Cultural integration cuts both ways. Some parents want their children to grow up immersed in their heritage culture, and moving to that country achieves this goal. But if you’re moving to a country primarily for economic reasons rather than cultural connection, your children will be caught between worlds. They won’t be fully of the place they live, but they also won’t fully belong to your country of origin when they visit or if you return.
Moving before you have children allows you to take the risks and make the adjustments on your own timeline. You can spend a year figuring out the local systems, making mistakes with your visa status, trying different neighborhoods, and generally acclimating without worrying about how your choices affect anyone else’s critical developmental period. You can test whether the lifestyle actually suits you before committing another person to it.There’s also the practical reality that moving internationally is simply easier without children. Fewer belongings to transport, more housing options available, greater flexibility in where you live, and the freedom to change your mind without guilt. If things don’t work out, you can pivot without feeling like you’ve failed your kids.
This isn’t to say that no one should move internationally with children. Foreign service families, missionaries, and people returning to their country of origin do it successfully all the time. But those moves typically come with institutional support, strong community structures, or compelling personal reasons beyond cost of living. Moving to a developing country primarily for financial arbitrage while raising children introduces complications that can undermine the original motivation.

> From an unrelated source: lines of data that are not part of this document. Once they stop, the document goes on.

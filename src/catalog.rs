use std::thread;
use std::time::Duration;

use reqwest::blocking::Client;
use reqwest::header::{AUTHORIZATION, HeaderMap, HeaderValue, USER_AGENT};
use serde::Deserialize;
use serde::de::DeserializeOwned;
use tracing::{debug, warn};

use crate::domain::{
    ArtistId, ArtistRecord, ArtistRef, Cursor, HistoryItem, Page, SourceKind, TrackId,
};
use crate::error::ProfilerError;

pub const DEFAULT_API_BASE_URL: &str = "https://api.spotify.com/v1";

/// Read-only queries the analysis needs from the music catalog service.
pub trait CatalogClient: Send + Sync {
    fn fetch_initial_page(
        &self,
        source: SourceKind,
        page_size: u32,
    ) -> Result<Page<HistoryItem>, ProfilerError>;

    fn advance_page(&self, cursor: &Cursor) -> Result<Page<HistoryItem>, ProfilerError>;

    /// Callers keep `ids` within the service's per-request limit.
    fn fetch_artists(&self, ids: &[ArtistId]) -> Result<Vec<ArtistRecord>, ProfilerError>;
}

#[derive(Debug, Clone)]
pub struct HttpSettings {
    pub base_url: String,
    pub timeout: Duration,
    pub max_retries: usize,
}

impl Default for HttpSettings {
    fn default() -> Self {
        Self {
            base_url: DEFAULT_API_BASE_URL.to_string(),
            timeout: Duration::from_secs(30),
            max_retries: 3,
        }
    }
}

#[derive(Clone)]
pub struct CatalogHttpClient {
    client: Client,
    base_url: String,
    max_retries: usize,
}

impl CatalogHttpClient {
    pub fn new(token: &str, settings: HttpSettings) -> Result<Self, ProfilerError> {
        let token = token.trim();
        if token.is_empty() {
            return Err(ProfilerError::MissingToken);
        }

        let mut headers = HeaderMap::new();
        headers.insert(
            USER_AGENT,
            HeaderValue::from_str(&format!("listening-profiler/{}", env!("CARGO_PKG_VERSION")))
                .map_err(|err| ProfilerError::CatalogHttp(err.to_string()))?,
        );
        let mut auth = HeaderValue::from_str(&format!("Bearer {token}"))
            .map_err(|_| ProfilerError::InvalidConfig("token is not a valid header".to_string()))?;
        auth.set_sensitive(true);
        headers.insert(AUTHORIZATION, auth);

        let client = Client::builder()
            .default_headers(headers)
            .timeout(settings.timeout)
            .build()
            .map_err(|err| ProfilerError::CatalogHttp(err.to_string()))?;

        Ok(Self {
            client,
            base_url: settings.base_url.trim_end_matches('/').to_string(),
            max_retries: settings.max_retries,
        })
    }

    fn initial_url(&self, source: SourceKind, page_size: u32) -> String {
        match source {
            SourceKind::TopTracks => format!("{}/me/top/tracks?limit={page_size}", self.base_url),
            SourceKind::SavedTracks => format!("{}/me/tracks?limit={page_size}", self.base_url),
        }
    }

    fn get_json<T: DeserializeOwned>(&self, url: &str) -> Result<T, ProfilerError> {
        let response = self.send_with_retries(|| self.client.get(url))?;
        let response = Self::handle_status(response)?;
        let body = response
            .text()
            .map_err(|err| ProfilerError::CatalogHttp(err.to_string()))?;
        serde_json::from_str(&body).map_err(|err| ProfilerError::CatalogDecode(err.to_string()))
    }

    fn handle_status(
        response: reqwest::blocking::Response,
    ) -> Result<reqwest::blocking::Response, ProfilerError> {
        if response.status().is_success() {
            return Ok(response);
        }
        let status = response.status().as_u16();
        let message = response
            .text()
            .unwrap_or_else(|_| "catalog request failed".to_string());
        Err(ProfilerError::CatalogStatus { status, message })
    }

    fn send_with_retries<F>(
        &self,
        mut make_req: F,
    ) -> Result<reqwest::blocking::Response, ProfilerError>
    where
        F: FnMut() -> reqwest::blocking::RequestBuilder,
    {
        const BASE_DELAY_MS: u64 = 200;
        let mut attempt = 0usize;
        loop {
            let response = make_req().send();
            match response {
                Ok(resp) => {
                    let status = resp.status().as_u16();
                    if attempt < self.max_retries && is_retryable_status(status) {
                        let delay = BASE_DELAY_MS * (attempt as u64 + 1);
                        warn!(status, attempt, "retrying catalog request");
                        thread::sleep(Duration::from_millis(delay));
                        attempt += 1;
                        continue;
                    }
                    return Ok(resp);
                }
                Err(err) => {
                    if attempt < self.max_retries && is_retryable_error(&err) {
                        let delay = BASE_DELAY_MS * (attempt as u64 + 1);
                        warn!(error = %err, attempt, "retrying catalog request");
                        thread::sleep(Duration::from_millis(delay));
                        attempt += 1;
                        continue;
                    }
                    return Err(ProfilerError::CatalogHttp(err.to_string()));
                }
            }
        }
    }
}

impl CatalogClient for CatalogHttpClient {
    fn fetch_initial_page(
        &self,
        source: SourceKind,
        page_size: u32,
    ) -> Result<Page<HistoryItem>, ProfilerError> {
        let url = self.initial_url(source, page_size);
        debug!(%source, %url, "fetching first page");
        let raw: RawPage = self.get_json(&url)?;
        Ok(raw.into_page())
    }

    fn advance_page(&self, cursor: &Cursor) -> Result<Page<HistoryItem>, ProfilerError> {
        let raw: RawPage = self.get_json(cursor.as_str())?;
        Ok(raw.into_page())
    }

    fn fetch_artists(&self, ids: &[ArtistId]) -> Result<Vec<ArtistRecord>, ProfilerError> {
        if ids.is_empty() {
            return Ok(Vec::new());
        }
        let joined = ids
            .iter()
            .map(ArtistId::as_str)
            .collect::<Vec<_>>()
            .join(",");
        let url = format!("{}/artists?ids={joined}", self.base_url);
        let raw: RawArtists = self.get_json(&url)?;
        Ok(raw.into_records())
    }
}

fn is_retryable_status(status: u16) -> bool {
    matches!(status, 429 | 500 | 502 | 503 | 504)
}

fn is_retryable_error(err: &reqwest::Error) -> bool {
    err.is_timeout() || err.is_connect() || err.is_request()
}

#[derive(Debug, Deserialize)]
struct RawPage {
    #[serde(default)]
    items: Vec<RawEntry>,
    #[serde(default)]
    next: Option<String>,
}

/// Top-tracks pages list tracks directly; saved-tracks pages wrap each one
/// as `{ "added_at": ..., "track": {...} }`. A saved entry whose track is
/// null falls through to `Track` and is dropped for lacking an id.
#[derive(Debug, Deserialize)]
#[serde(untagged)]
enum RawEntry {
    Saved { track: RawTrack },
    Track(RawTrack),
}

#[derive(Debug, Deserialize)]
struct RawTrack {
    id: Option<String>,
    #[serde(default)]
    artists: Vec<RawArtistRef>,
}

#[derive(Debug, Deserialize)]
struct RawArtistRef {
    id: Option<String>,
    name: String,
}

#[derive(Debug, Deserialize)]
struct RawArtists {
    #[serde(default)]
    artists: Vec<Option<RawArtist>>,
}

#[derive(Debug, Deserialize)]
struct RawArtist {
    id: String,
    name: String,
    #[serde(default)]
    genres: Vec<String>,
}

impl RawPage {
    fn into_page(self) -> Page<HistoryItem> {
        let items = self
            .items
            .into_iter()
            .map(|entry| match entry {
                RawEntry::Saved { track } | RawEntry::Track(track) => track,
            })
            .filter_map(RawTrack::into_item)
            .collect();
        Page::new(items, self.next.and_then(Cursor::new))
    }
}

impl RawTrack {
    /// Local files carry no catalog id and are dropped.
    fn into_item(self) -> Option<HistoryItem> {
        let id: TrackId = self.id?.parse().ok()?;
        let artists = self
            .artists
            .into_iter()
            .map(|artist| ArtistRef {
                id: artist.id.and_then(|id| id.parse().ok()),
                name: artist.name,
            })
            .collect();
        Some(HistoryItem { id, artists })
    }
}

impl RawArtists {
    fn into_records(self) -> Vec<ArtistRecord> {
        self.artists
            .into_iter()
            .flatten()
            .filter_map(|artist| {
                Some(ArtistRecord {
                    id: artist.id.parse().ok()?,
                    name: artist.name,
                    genres: artist.genres,
                })
            })
            .collect()
    }
}

/// Parses a history page body, either a top-tracks page or a saved-tracks
/// page with `track` wrappers.
pub fn parse_history_page(body: &str) -> Result<Page<HistoryItem>, ProfilerError> {
    let raw: RawPage =
        serde_json::from_str(body).map_err(|err| ProfilerError::CatalogDecode(err.to_string()))?;
    Ok(raw.into_page())
}

pub fn parse_artists(body: &str) -> Result<Vec<ArtistRecord>, ProfilerError> {
    let raw: RawArtists =
        serde_json::from_str(body).map_err(|err| ProfilerError::CatalogDecode(err.to_string()))?;
    Ok(raw.into_records())
}
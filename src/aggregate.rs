use std::collections::{BTreeSet, HashMap};

use crate::domain::{ArtistRecord, HistoryItem, RankedList};

pub const DEFAULT_TOP_N: usize = 5;

/// Sorts labels by descending count, breaking ties by ascending label, and
/// keeps the first `top_n`.
pub fn rank_counts(counts: HashMap<String, usize>, top_n: usize) -> Vec<(String, usize)> {
    let mut ranked: Vec<(String, usize)> = counts.into_iter().collect();
    ranked.sort_by(|(a_label, a_count), (b_label, b_count)| {
        b_count.cmp(a_count).then_with(|| a_label.cmp(b_label))
    });
    ranked.truncate(top_n);
    ranked
}

/// Every genre tag on every record counts once per record, so an artist
/// listed twice weighs twice.
pub fn count_genres(artists: &[ArtistRecord]) -> HashMap<String, usize> {
    let mut counts = HashMap::new();
    for artist in artists {
        let tags: BTreeSet<&str> = artist.genres.iter().map(String::as_str).collect();
        for tag in tags {
            *counts.entry(tag.to_string()).or_insert(0) += 1;
        }
    }
    counts
}

pub fn count_primary_artists(items: &[HistoryItem]) -> HashMap<String, usize> {
    let mut counts = HashMap::new();
    for artist in items.iter().filter_map(HistoryItem::primary_artist) {
        *counts.entry(artist.name.clone()).or_insert(0) += 1;
    }
    counts
}

pub fn top_genres(artists: &[ArtistRecord], top_n: usize) -> RankedList {
    labels(rank_counts(count_genres(artists), top_n))
}

pub fn top_artists(items: &[HistoryItem], top_n: usize) -> RankedList {
    labels(rank_counts(count_primary_artists(items), top_n))
}

fn labels(ranked: Vec<(String, usize)>) -> RankedList {
    RankedList::from_ranked(ranked.into_iter().map(|(label, _)| label).collect())
}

The years before children arrive offer a unique freedom. You can experiment with different locations and lifestyles, build up savings and work experience, establish remote work arrangements, and position yourself for whatever comes next. If you discover that life in Bali or Buenos Aires or Chiang Mai genuinely suits you, you’ll have time to put down real roots before making it your children’s home too.
The opposite approach, moving internationally once kids arrive, means navigating their needs alongside your own adjustment. Every decision about where to live, what schools to choose, and how long to stay becomes weighted with concerns about their wellbeing and development. The adventure becomes an obligation.If international living is calling to you, the time to answer is before your household grows. Test the waters, learn the lessons, make the mistakes, and figure out what kind of life you actually want to build. Then you can decide whether that life is one you want to share with children, and whether the country you’ve chosen is genuinely where you want to raise them, not just where you want to minimize expenses while you raise them.